How is construction accounting different from regular accounting?
Standard accounting follows a steady stream of simple transactions. Construction does not. Most contractors run several jobs at once, each lasting weeks, months, or years, and each spread across different sites.
A few things set it apart:
- Project-based tracking. You watch costs and profit job by job, often for many jobs at the same time.
- Decentralized work. Crews work across many sites, so data has to come in from the field. A QuickBooks integration helps pull that data into one place.
- Long contracts. Jobs can run for years and depend on progress payments, not one lump sum at the end.
- Change orders. Scope shifts often, and each change affects cost and schedule, so it needs a clean paper trail.
If QuickBooks alone has felt like a poor fit, see why contractors struggle with QuickBooks.
What is job costing?
Job costing means tracking every cost tied to a specific job, so you can see profit per project instead of one company-wide number. You assign labor, materials, and sub costs to the job that created them.
Done right, job costing shows where you are overspending while there is still time to fix it. Tools that pull your estimates into the same system make this easier, since budget and actuals sit side by side. For more, see our guide to real-time job costing.
What financial reports should contractors track?
A few reports tell you most of what you need to know:
- Profit and loss shows income against expenses over a period.
- Balance sheet shows what you own and owe at a point in time.
- Cash flow statement shows money in and out, which matters most when payments lag.
Real-time data from time-tracking makes these reports accurate instead of stale.
How does revenue recognition work in construction?
Revenue recognition is when you count income on the books. Three methods are common:
- Cash basis: Count revenue when payment lands. Simple, but it can hide the real health of long jobs.
- Completed contract: Count revenue only when the job is done. Clean, but lumpy.
- Percentage of completion: Spread revenue across the life of the job. It lines up with AIA-style billing and percent-complete invoicing.
Retainage is the slice of each payment the owner holds back until the job is done or hits a milestone. It usually runs 5% to 10%, though it varies by contract and state. Track every held dollar so you collect it at the end.
What are the main construction billing methods?
The way you bill depends on the job:
- Time and materials: Charge for actual hours and materials used. Clients see a full cost breakdown. See the time and materials feature.
- Fixed price: Set one price for the whole job. Predictable, but risky if costs run over your estimate.
- Unit price: Charge per unit of work. Good for repeatable, countable tasks.
- AIA-style progress billing: Invoice by percent complete using G702 and G703 forms. Common on longer commercial contracts, and it keeps cash flowing.
How do you handle construction payroll?
Payroll in construction comes with extra rules:
- Certified payroll: Government-funded jobs require weekly reports confirming you paid the correct prevailing wage.

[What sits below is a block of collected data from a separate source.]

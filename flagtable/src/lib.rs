//! Lenient dash-flag argument table with typed lookups.
//!
//! [`ArgTable`] turns a process argument vector such as
//! `prog -rare --threads=4 -nolisten` into a mapping from flag name to
//! value. The typed accessors never fail: an absent flag yields the
//! caller's default and a present flag is coerced from its stored string.
//!
//! ```
//! use flagtable::ArgTable;
//!
//! let table = ArgTable::parse(["prog", "-rare", "--threads=4", "-nolisten"]);
//! assert!(table.get_bool("-rare"));
//! assert!(!table.get_bool_or("-listen", true));
//! assert_eq!(table.get_int("-threads", 1), 4);
//! assert_eq!(table.get_string("-missing", "fallback"), "fallback");
//! ```
//!
//! The [`global`] module keeps one table for the whole process, and
//! [`ArgsProvider`] feeds a table into `figment`.

mod accessors;
mod error;
pub mod global;
mod provider;
mod table;
mod token;

pub use accessors::{ArgValue, is_truthy};
pub use error::{ArgsError, ArgsResult};
pub use provider::ArgsProvider;
pub use table::ArgTable;
pub use token::{FlagToken, NEGATION_PREFIX, canonical_key};
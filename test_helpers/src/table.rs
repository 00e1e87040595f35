//! Guards for tests that mutate the process-wide argument table.
//!
//! Each guard holds a global re-entrant mutex for its lifetime and puts
//! the previously installed table back when dropped, so tests in one
//! binary cannot observe each other's arguments.
//!
//! # Examples
//!
//! ```
//! use test_helpers::table;
//!
//! let _guard = table::reset_args("-rare=11");
//! assert_eq!(flagtable::global::get_int_arg("-rare", 0), 11);
//! ```

use std::sync::{Arc, LazyLock};

use flagtable::{ArgTable, global};
use parking_lot::{ReentrantMutex, ReentrantMutexGuard};

use crate::argv;

static TABLE_MUTEX: LazyLock<ReentrantMutex<()>> = LazyLock::new(ReentrantMutex::default);

/// RAII guard restoring the prior process-wide table on drop.
#[must_use = "dropping restores the prior argument table"]
pub struct ArgsGuard {
    previous: Option<Arc<ArgTable>>,
    _lock: ReentrantMutexGuard<'static, ()>,
}

/// Parse `line` as whitespace-separated flags and install the result.
///
/// A dummy program name is prepended, mirroring a real argument vector.
pub fn reset_args(line: &str) -> ArgsGuard {
    let lock = TABLE_MUTEX.lock();
    let previous = global::replace(ArgTable::parse(argv::from_line(line)));
    ArgsGuard {
        previous: Some(previous),
        _lock: lock,
    }
}

impl ArgsGuard {
    /// Re-parse `line` while keeping the original table for restoration.
    pub fn reset(&self, line: &str) {
        global::parse_parameters(argv::from_line(line));
    }
}

impl Drop for ArgsGuard {
    fn drop(&mut self) {
        if let Some(previous) = self.previous.take() {
            global::install(previous);
        }
    }
}
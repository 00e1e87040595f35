//! `flagtable` inspector: resolve dash flags and print typed lookups.

mod cli;
mod report;

use std::io;

use clap::Parser;
use flagtable::ArgTable;
use tracing_subscriber::EnvFilter;

use crate::cli::CommandLine;
use crate::report::{evaluate, write_report};

const LOG_ENV: &str = "FLAGTABLE_LOG";

fn main() -> color_eyre::Result<()> {
    color_eyre::install()?;
    init_tracing();
    let cli = CommandLine::parse();
    let table = ArgTable::from_flags(&cli.flags);
    let report = evaluate(&cli, &table)?;
    let mut stdout = io::stdout().lock();
    write_report(&mut stdout, &report, cli.format)?;
    Ok(())
}

fn init_tracing() {
    let filter = EnvFilter::try_from_env(LOG_ENV).unwrap_or_else(|_| EnvFilter::new("warn"));
    tracing_subscriber::fmt()
        .with_env_filter(filter)
        .with_writer(io::stderr)
        .init();
}
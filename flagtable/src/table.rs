//! Construction of the argument table from raw process arguments.
//!
//! Tokens are scanned left to right and the last direct occurrence of a
//! name wins. A `-noname` token records a negated entry for `name` which
//! only takes effect when `name` never appears directly.

use std::collections::HashMap;
use std::collections::hash_map::Entry;
use std::ffi::OsString;

use tracing::{debug, trace};

use crate::accessors::is_truthy;
use crate::error::{ArgsError, ArgsResult};
use crate::token::{FlagToken, canonical_key};

const TRUE_VALUE: &str = "1";
const FALSE_VALUE: &str = "0";

/// Mapping from canonical flag name to its final stored value.
///
/// # Examples
///
/// ```
/// use flagtable::ArgTable;
///
/// let table = ArgTable::parse(["prog", "-rare", "--threads=4"]);
/// assert!(table.get_bool("-rare"));
/// assert_eq!(table.get_int("-threads", 1), 4);
/// ```
#[derive(Debug, Clone, Default, PartialEq, Eq)]
pub struct ArgTable {
    values: HashMap<String, String>,
    occurrences: HashMap<String, Vec<String>>,
}

impl ArgTable {
    /// Create an empty table.
    #[must_use]
    pub fn new() -> Self {
        Self::default()
    }

    /// Build a table from a full argument vector, discarding the program
    /// name in the first position.
    #[must_use]
    pub fn parse<I, S>(args: I) -> Self
    where
        I: IntoIterator<Item = S>,
        S: AsRef<str>,
    {
        Self::from_flags(args.into_iter().skip(1))
    }

    /// Build a table from flag tokens alone, with no program name.
    #[must_use]
    pub fn from_flags<I, S>(flags: I) -> Self
    where
        I: IntoIterator<Item = S>,
        S: AsRef<str>,
    {
        let mut table = Self::new();
        let mut negated: HashMap<String, &'static str> = HashMap::new();
        for raw in flags {
            let raw_str = raw.as_ref();
            let Some(token) = FlagToken::parse(raw_str) else {
                trace!(token = raw_str, "ignoring non-flag argument");
                continue;
            };
            if let Some(target) = token.negated_target() {
                let inverted = if is_truthy(token.stored_value()) {
                    FALSE_VALUE
                } else {
                    TRUE_VALUE
                };
                negated.insert(target.to_owned(), inverted);
            }
            table.record(token.name(), token.stored_value());
        }
        for (target, inverted) in negated {
            if table.values.contains_key(&target) {
                trace!(flag = %target, "direct occurrence overrides negation");
                continue;
            }
            trace!(flag = %target, value = inverted, "applying negated flag");
            table.values.insert(target, inverted.to_owned());
        }
        debug!(flags = table.len(), "built argument table");
        table
    }

    /// Build a table from OS arguments, discarding the program name.
    ///
    /// # Errors
    ///
    /// Returns [`ArgsError::NonUnicode`] when any argument, the program
    /// name included, is not valid UTF-8.
    pub fn try_from_os_args<I>(args: I) -> ArgsResult<Self>
    where
        I: IntoIterator<Item = OsString>,
    {
        let decoded = args
            .into_iter()
            .enumerate()
            .map(|(index, arg)| {
                arg.into_string().map_err(|raw| ArgsError::NonUnicode {
                    index,
                    lossy: raw.to_string_lossy().into_owned(),
                })
            })
            .collect::<ArgsResult<Vec<_>>>()?;
        Ok(Self::parse(decoded))
    }

    /// Build a table from the arguments of the running process.
    ///
    /// # Errors
    ///
    /// Returns [`ArgsError::NonUnicode`] when a process argument is not
    /// valid UTF-8.
    pub fn from_env() -> ArgsResult<Self> {
        Self::try_from_os_args(std::env::args_os())
    }

    fn record(&mut self, name: &str, value: &str) {
        self.values.insert(name.to_owned(), value.to_owned());
        self.occurrences
            .entry(name.to_owned())
            .or_default()
            .push(value.to_owned());
    }

    /// Whether `name` (with or without leading dashes) is present.
    #[must_use]
    pub fn contains(&self, name: &str) -> bool {
        self.values.contains_key(canonical_key(name))
    }

    /// Stored value for `name`, if present.
    #[must_use]
    pub fn raw(&self, name: &str) -> Option<&str> {
        self.values.get(canonical_key(name)).map(String::as_str)
    }

    /// Every value supplied by direct occurrences of `name`, in order.
    ///
    /// Values synthesised by negation are not included.
    #[must_use]
    pub fn get_all(&self, name: &str) -> &[String] {
        self.occurrences
            .get(canonical_key(name))
            .map_or(&[], Vec::as_slice)
    }

    /// Number of distinct keys.
    #[must_use]
    pub fn len(&self) -> usize {
        self.values.len()
    }

    /// Whether the table holds no keys.
    #[must_use]
    pub fn is_empty(&self) -> bool {
        self.values.is_empty()
    }

    /// Iterate over the canonical keys in arbitrary order.
    pub fn keys(&self) -> impl Iterator<Item = &str> + '_ {
        self.values.keys().map(String::as_str)
    }

    /// Iterate over `(key, value)` pairs in arbitrary order.
    pub fn iter(&self) -> impl Iterator<Item = (&str, &str)> + '_ {
        self.values.iter().map(|(k, v)| (k.as_str(), v.as_str()))
    }

    /// Set `name` to `value` unless it is already present.
    ///
    /// Returns `true` when the table changed.
    pub fn soft_set(&mut self, name: &str, value: &str) -> bool {
        match self.values.entry(canonical_key(name).to_owned()) {
            Entry::Occupied(_) => false,
            Entry::Vacant(slot) => {
                debug!(flag = slot.key().as_str(), value, "soft-set flag");
                slot.insert(value.to_owned());
                true
            }
        }
    }

    /// Set `name` to `"1"` or `"0"` unless it is already present.
    ///
    /// Returns `true` when the table changed.
    pub fn soft_set_bool(&mut self, name: &str, value: bool) -> bool {
        self.soft_set(name, if value { TRUE_VALUE } else { FALSE_VALUE })
    }
}

#[cfg(test)]
mod tests {
    use super::ArgTable;
    use rstest::rstest;
    use std::ffi::OsString;

    #[test]
    fn discards_program_name() {
        let table = ArgTable::parse(["-rare"]);
        assert!(table.is_empty());
    }

    #[test]
    fn last_direct_occurrence_wins() {
        let table = ArgTable::from_flags(["-rare=1", "--rare=2", "-rare=3"]);
        assert_eq!(table.raw("-rare"), Some("3"));
        assert_eq!(table.len(), 1);
    }

    #[test]
    fn skips_positional_arguments_without_stopping() {
        let table = ArgTable::from_flags(["-a", "file.txt", "-b=2"]);
        assert!(table.contains("-a"));
        assert_eq!(table.raw("b"), Some("2"));
        assert_eq!(table.len(), 2);
    }

    #[rstest]
    #[case::bare(&["-norare"], "0")]
    #[case::truthy(&["-norare=1"], "0")]
    #[case::falsy(&["-norare=0"], "1")]
    #[case::other(&["-norare=yes"], "1")]
    #[case::last_negation(&["-norare=0", "-norare"], "0")]
    fn negation_writes_inverted_value(#[case] flags: &[&str], #[case] expected: &str) {
        let table = ArgTable::from_flags(flags);
        assert_eq!(table.raw("-rare"), Some(expected));
    }

    #[rstest]
    #[case(&["-rare", "-norare"], "")]
    #[case(&["-norare", "-rare"], "")]
    #[case(&["-rare=0", "-norare=0"], "0")]
    fn direct_occurrence_beats_negation(#[case] flags: &[&str], #[case] expected: &str) {
        let table = ArgTable::from_flags(flags);
        assert_eq!(table.raw("-rare"), Some(expected));
    }

    #[test]
    fn negated_flag_keeps_its_own_entry() {
        let table = ArgTable::from_flags(["-norare=0"]);
        assert_eq!(table.raw("-norare"), Some("0"));
    }

    #[test]
    fn records_every_direct_occurrence() {
        let table = ArgTable::from_flags(["-peer=a", "-peer", "-peer=c", "-nopeer"]);
        assert_eq!(table.get_all("-peer"), ["a", "", "c"]);
        assert!(table.get_all("-missing").is_empty());
    }

    #[test]
    fn soft_set_preserves_existing_values() {
        let mut table = ArgTable::from_flags(["-listen=0"]);
        assert!(!table.soft_set_bool("-listen", true));
        assert!(table.soft_set("-port", "8333"));
        assert!(!table.soft_set("-port", "18333"));
        assert_eq!(table.raw("-listen"), Some("0"));
        assert_eq!(table.raw("-port"), Some("8333"));
    }

    #[test]
    fn rebuild_does_not_accumulate() {
        let first = ArgTable::from_flags(["-a"]);
        let second = ArgTable::from_flags(["-b"]);
        assert!(first.contains("-a"));
        assert!(!second.contains("-a"));
    }

    #[test]
    fn reads_process_arguments() {
        let expected = std::env::args().skip(1).filter(|arg| arg.starts_with('-')).count();
        let table = ArgTable::from_env();
        assert!(table.is_ok(), "test harness arguments are UTF-8: {table:?}");
        assert!(table.is_ok_and(|t| t.len() <= expected));
    }

    #[cfg(unix)]
    #[test]
    fn rejects_non_unicode_arguments() {
        use std::os::unix::ffi::OsStringExt;

        let args = vec![
            OsString::from("prog"),
            OsString::from("-ok"),
            OsString::from_vec(vec![b'-', 0xff]),
        ];
        let err = ArgTable::try_from_os_args(args).err();
        assert!(
            matches!(err, Some(super::ArgsError::NonUnicode { index: 2, .. })),
            "unexpected outcome: {err:?}"
        );
    }

    #[test]
    fn accepts_unicode_os_arguments() {
        let args = ["prog", "-naïve=ü"].map(OsString::from);
        let table = ArgTable::try_from_os_args(args);
        let value = table.ok().and_then(|t| t.raw("-naïve").map(str::to_owned));
        assert_eq!(value.as_deref(), Some("ü"));
    }
}
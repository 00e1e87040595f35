//! Typed lookups over an [`ArgTable`].
//!
//! Every lenient accessor degrades to a fallback instead of failing: an
//! absent key yields the caller's default, and a present key is coerced
//! from its stored string.

use crate::error::{ArgsError, ArgsResult};
use crate::table::ArgTable;
use crate::token::canonical_key;

/// Whether a stored value counts as "on": the empty string or `"1"`.
#[must_use]
pub fn is_truthy(raw: &str) -> bool {
    matches!(raw, "" | "1")
}

/// Conversion from a stored flag value into a typed result.
///
/// Implementations decide how a present value is coerced; absent keys are
/// handled by [`ArgTable::get_arg`] before the conversion is consulted.
pub trait ArgValue: Sized {
    /// Convert the stored string of a present flag.
    fn from_stored(raw: &str) -> Self;
}

impl ArgValue for String {
    fn from_stored(raw: &str) -> Self {
        raw.to_owned()
    }
}

impl ArgValue for bool {
    fn from_stored(raw: &str) -> Self {
        is_truthy(raw)
    }
}

macro_rules! lenient_integer {
    ($($ty:ty),+ $(,)?) => {
        $(
            impl ArgValue for $ty {
                fn from_stored(raw: &str) -> Self {
                    raw.parse().unwrap_or_default()
                }
            }
        )+
    };
}

lenient_integer!(i32, i64, u32, u64);

impl ArgTable {
    /// Look up `name` and coerce it, returning `default` when absent.
    ///
    /// # Examples
    ///
    /// ```
    /// use flagtable::ArgTable;
    ///
    /// let table = ArgTable::from_flags(["-rare=11", "-bar=NaN"]);
    /// assert_eq!(table.get_arg("-rare", 0_i64), 11);
    /// assert_eq!(table.get_arg("-bar", 5_u32), 0);
    /// assert_eq!(table.get_arg("-missing", String::from("x")), "x");
    /// ```
    #[must_use]
    pub fn get_arg<T: ArgValue>(&self, name: &str, default: T) -> T {
        self.raw(name).map_or(default, T::from_stored)
    }

    /// Boolean lookup defaulting to `false`.
    #[must_use]
    pub fn get_bool(&self, name: &str) -> bool {
        self.get_bool_or(name, false)
    }

    /// Boolean lookup with an explicit default for absent keys.
    ///
    /// A present flag is `true` only when stored as `""` or `"1"`.
    #[must_use]
    pub fn get_bool_or(&self, name: &str, default: bool) -> bool {
        self.get_arg(name, default)
    }

    /// String lookup.
    ///
    /// A flag given without `=` yields `""`, never `default`.
    #[must_use]
    pub fn get_string(&self, name: &str, default: &str) -> String {
        self.raw(name).unwrap_or(default).to_owned()
    }

    /// Integer lookup.
    ///
    /// Present values that do not parse, including the empty value of a
    /// bare flag, yield `0` rather than `default`.
    #[must_use]
    pub fn get_int(&self, name: &str, default: i64) -> i64 {
        self.get_arg(name, default)
    }

    /// Strict integer lookup.
    ///
    /// Absent keys give `Ok(None)` and a bare flag gives `Ok(Some(0))`.
    ///
    /// # Errors
    ///
    /// Returns [`ArgsError::InvalidInteger`] when the stored value is
    /// neither empty nor a valid integer.
    pub fn try_get_int(&self, name: &str) -> ArgsResult<Option<i64>> {
        let Some(raw) = self.raw(name) else {
            return Ok(None);
        };
        if raw.is_empty() {
            return Ok(Some(0));
        }
        raw.parse()
            .map(Some)
            .map_err(|_| ArgsError::InvalidInteger {
                name: canonical_key(name).to_owned(),
                value: raw.to_owned(),
            })
    }
}

#[cfg(test)]
mod tests {
    use super::is_truthy;
    use crate::error::ArgsError;
    use crate::table::ArgTable;
    use rstest::rstest;

    #[rstest]
    #[case("", true)]
    #[case("1", true)]
    #[case("0", false)]
    #[case("2", false)]
    #[case("true", false)]
    fn coerces_truthiness(#[case] raw: &str, #[case] expected: bool) {
        assert_eq!(is_truthy(raw), expected);
    }

    #[rstest]
    #[case(false)]
    #[case(true)]
    fn absent_bool_uses_default(#[case] default: bool) {
        let table = ArgTable::from_flags(["-rare"]);
        assert_eq!(table.get_bool_or("-fo", default), default);
        assert_eq!(table.get_bool_or("-rareo", default), default);
        assert!(!table.get_bool("-fo"));
    }

    #[rstest]
    #[case::empty_table(&[])]
    #[case::other_flags(&["-bar=12", "-rareo"])]
    fn absent_keys_return_defaults(#[case] flags: &[&str]) {
        let table = ArgTable::from_flags(flags);
        assert_eq!(table.get_int("-rare", 11), 11);
        assert_eq!(table.get_int("-rare", 0), 0);
        assert_eq!(table.get_string("-rare", "eleven"), "eleven");
        assert_eq!(table.get_string("-rare", ""), "");
        assert_eq!(table.get_arg("-rare", 7_u32), 7);
    }

    #[test]
    fn accessors_accept_any_dash_form() {
        let table = ArgTable::from_flags(["--rare=verbose"]);
        assert_eq!(table.get_string("-rare", ""), "verbose");
        assert_eq!(table.get_string("--rare", ""), "verbose");
        assert_eq!(table.get_string("rare", ""), "verbose");
    }

    #[rstest]
    #[case::bare("-rare", Some(0))]
    #[case::number("-rare=-42", Some(-42))]
    fn strict_integer_accepts_numbers(#[case] flag: &str, #[case] expected: Option<i64>) {
        let table = ArgTable::from_flags([flag]);
        assert_eq!(table.try_get_int("-rare"), Ok(expected));
        assert_eq!(table.try_get_int("-missing"), Ok(None));
    }

    #[test]
    fn strict_integer_rejects_garbage() {
        let table = ArgTable::from_flags(["-rare=NaN"]);
        assert_eq!(
            table.try_get_int("-rare"),
            Err(ArgsError::InvalidInteger {
                name: "rare".to_owned(),
                value: "NaN".to_owned(),
            })
        );
        assert_eq!(table.get_int("-rare", 1), 0);
    }

    #[test]
    fn narrow_integers_fall_back_to_zero_on_overflow() {
        let table = ArgTable::from_flags(["-big=5000000000"]);
        assert_eq!(table.get_arg("-big", 7_i32), 0);
        assert_eq!(table.get_arg("-big", 7_i64), 5_000_000_000);
    }
}
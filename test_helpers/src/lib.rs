//! Test helpers shared across crates.
//!
//! This crate provides synthetic argument vectors and guards over the
//! process-wide argument table.

pub mod argv;
pub mod table;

- Union payroll: Adds wage scales, benefits, and dues set by union agreements.
- Multi-state payroll: Crews across state lines mean different tax and labor rules per state.
- Compliance: Tax laws and reporting standards change, so you have to keep up.
Connecting payroll to your books with payment processing cuts manual entry and errors. For the obligations behind each paycheck, see our guide to contractor payroll liabilities.
When do you need construction accounting software?
You need it once you run more than one job at a time and have to know profit per project. If you bill in phases, track retainage, or manage change orders, purpose-built software like Werx saves real hours and protects your margin.
A solo operator doing a few small cash jobs can get by with simpler tools for now. But as soon as you carry crews, subs, and multiple open contracts, generic bookkeeping starts to cost you. To compare your options, read how to choose construction accounting software.
Key takeaways
- Construction accounting tracks profit by job, not just for the whole company.
- Job costing assigns labor, materials, and sub costs to the job that created them.
- Retainage usually runs 5% to 10% and is held until the job is done. Track every dollar.
- Billing methods include time and materials, fixed price, unit price, and AIA progress billing.
- Contractor software like Werx connects estimates, time, billing, and QuickBooks in one system.